Оказалось, что кадки эти и зелёные разлапистые листья скрывают вход в маленькую душную нишу с десятком стульев по периметру. На стульях сидело человек шесть. Три невзрачные женщины средних лет, одна сухонькая старушка с дрожащим подбородком, худенький прыщавый юноша, которого Михаилу точно представляли, и, кажется, уже не раз, но имя которого отказывалось задерживаться в памяти дольше чем на несколько минут. Анна Ивановна тоже была там. Сидела в уголке. От вчерашнего боевого настроя её не осталось и следа. Девушка была бледна, тиха и казалась больной.

Одна из женщин что-то громко говорила. Старушка, сжимающая слуховую трубку в руке, сидя дремала, не обращая на неё внимания. Две другие дамы были поглощены разговором друг с другом. Так что слушали громкоголосую только прыщавый юноша и Анна. Оба морщились и улыбались. Юноша смущённо и стыдливо, Анна вымученно.

– Матушку слушать надобно! Матушка плохого не посоветует! – стрекотала женщина. – Все великие это понимали! И прислушивались. Вот взять хотя бы его императорское величество…

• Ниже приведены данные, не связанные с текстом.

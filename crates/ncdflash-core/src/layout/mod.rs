//! Flash layout planning
//!
//! [`plan`] is a pure function from a profile's [`LayoutFamily`] and the
//! caller's options to a [`FlashPlan`]. The address map:
//!
//! | asset       | address    | written when                                  |
//! |-------------|------------|-----------------------------------------------|
//! | bootloader  | `0x1000`   | always                                        |
//! | partitions  | `0x8000`   | always                                        |
//! | boot_app0   | `0xe000`   | fixed-4MB writes only                         |
//! | firmware    | `0x10000`  | always                                        |
//! | spiffs      | `0x290000` | requested and available                       |
//! | spiffs      | `0x383000` | requested, available, `RelocatedSpiffs` family |
//!
//! A wrong offset bricks the device until it is reflashed over serial, so
//! every branch here is covered by tests.

mod types;

pub use types::*;

use crate::acquire::AcquisitionOptions;
use crate::catalog::{AssetKind, FirmwareProfile, LayoutFamily};

/// Second-stage bootloader offset
pub const BOOTLOADER_ADDR: u32 = 0x1000;
/// Partition table offset
pub const PARTITIONS_ADDR: u32 = 0x8000;
/// OTA data (boot_app0) offset
pub const BOOT_APP0_ADDR: u32 = 0xe000;
/// Application offset
pub const FIRMWARE_ADDR: u32 = 0x10000;
/// Default SPIFFS partition offset
pub const SPIFFS_ADDR: u32 = 0x290000;
/// SPIFFS offset for the `RelocatedSpiffs` family
pub const RELOCATED_SPIFFS_ADDR: u32 = 0x383000;

/// Steps written by every plan
fn base_steps() -> Vec<FlashStep> {
    vec![
        FlashStep::new(BOOTLOADER_ADDR, AssetKind::Bootloader),
        FlashStep::new(PARTITIONS_ADDR, AssetKind::Partitions),
        FlashStep::new(FIRMWARE_ADDR, AssetKind::Firmware),
    ]
}

/// Decide whether the run writes a SPIFFS image
pub fn spiffs_planned(profile: &FirmwareProfile, options: &AcquisitionOptions) -> bool {
    options.want_spiffs
        && profile.family.allows_spiffs()
        && (profile.has_spiffs() || options.spiffs_project.is_some())
}

/// Compute the flash plan for `profile`
pub fn plan(profile: &FirmwareProfile, options: &AcquisitionOptions) -> FlashPlan {
    let with_spiffs = spiffs_planned(profile, options);
    let mut invocations = Vec::with_capacity(2);

    match (profile.family, with_spiffs) {
        (LayoutFamily::Standard, true) => {
            let mut steps = base_steps();
            steps.push(FlashStep::new(BOOT_APP0_ADDR, AssetKind::BootApp0));
            steps.push(FlashStep::new(SPIFFS_ADDR, AssetKind::Spiffs));
            invocations.push(Invocation::new(FlashParams::FIXED_4MB, steps));
        }
        (LayoutFamily::RelocatedSpiffs, true) => {
            let mut steps = base_steps();
            steps.push(FlashStep::new(RELOCATED_SPIFFS_ADDR, AssetKind::Spiffs));
            invocations.push(Invocation::new(FlashParams::DETECT_SIZE, steps));
        }
        (LayoutFamily::SplitSpiffs, with_spiffs) => {
            let mut steps = base_steps();
            steps.push(FlashStep::new(BOOT_APP0_ADDR, AssetKind::BootApp0));
            invocations.push(Invocation::new(FlashParams::FIXED_4MB, steps));

            // esptool rejects all five offsets in one write for this layout
            if with_spiffs {
                invocations.push(Invocation::new(
                    FlashParams::FIXED_4MB,
                    vec![FlashStep::new(SPIFFS_ADDR, AssetKind::Spiffs)],
                ));
            }
        }
        _ => {
            invocations.push(Invocation::new(FlashParams::DETECT_SIZE, base_steps()));
        }
    }

    FlashPlan { invocations }
}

Тут она стушевалась и на миг замолкла. Павел I был сиротой. Круглым. И уже давно. Михаил открыл рот, чтобы поприветствовать сидящих, но не успел издать и звука – женщина продолжила речь:

– Вот матушка его императорского величества в чертогах Шестиликой, не в её силах подсказать ему что-то было, так поди ж ты, и он не без греха. По молодости лет да не подумавши, реформу крестьянскую учудил. Да где ж такое видано, чтоб неразумным волю давать? Всё равно что детей несмышлёных или котят слепых на улицу выбросить!

Михаил закашлялся. О крестьянской реформе, случившейся двенадцать лет назад, болтали всякое. Довольных ею не было. Кто-то упрекал Павла в слепом подражании соседним державам, дескать, в погоне за химерой прогресса свой исконно славский путь теряем. Кто-то считал реформу полумерой, формальной данью развитию, фактически ничего в жизни страны не изменившей. Но только что озвученный подход он слышал впервые.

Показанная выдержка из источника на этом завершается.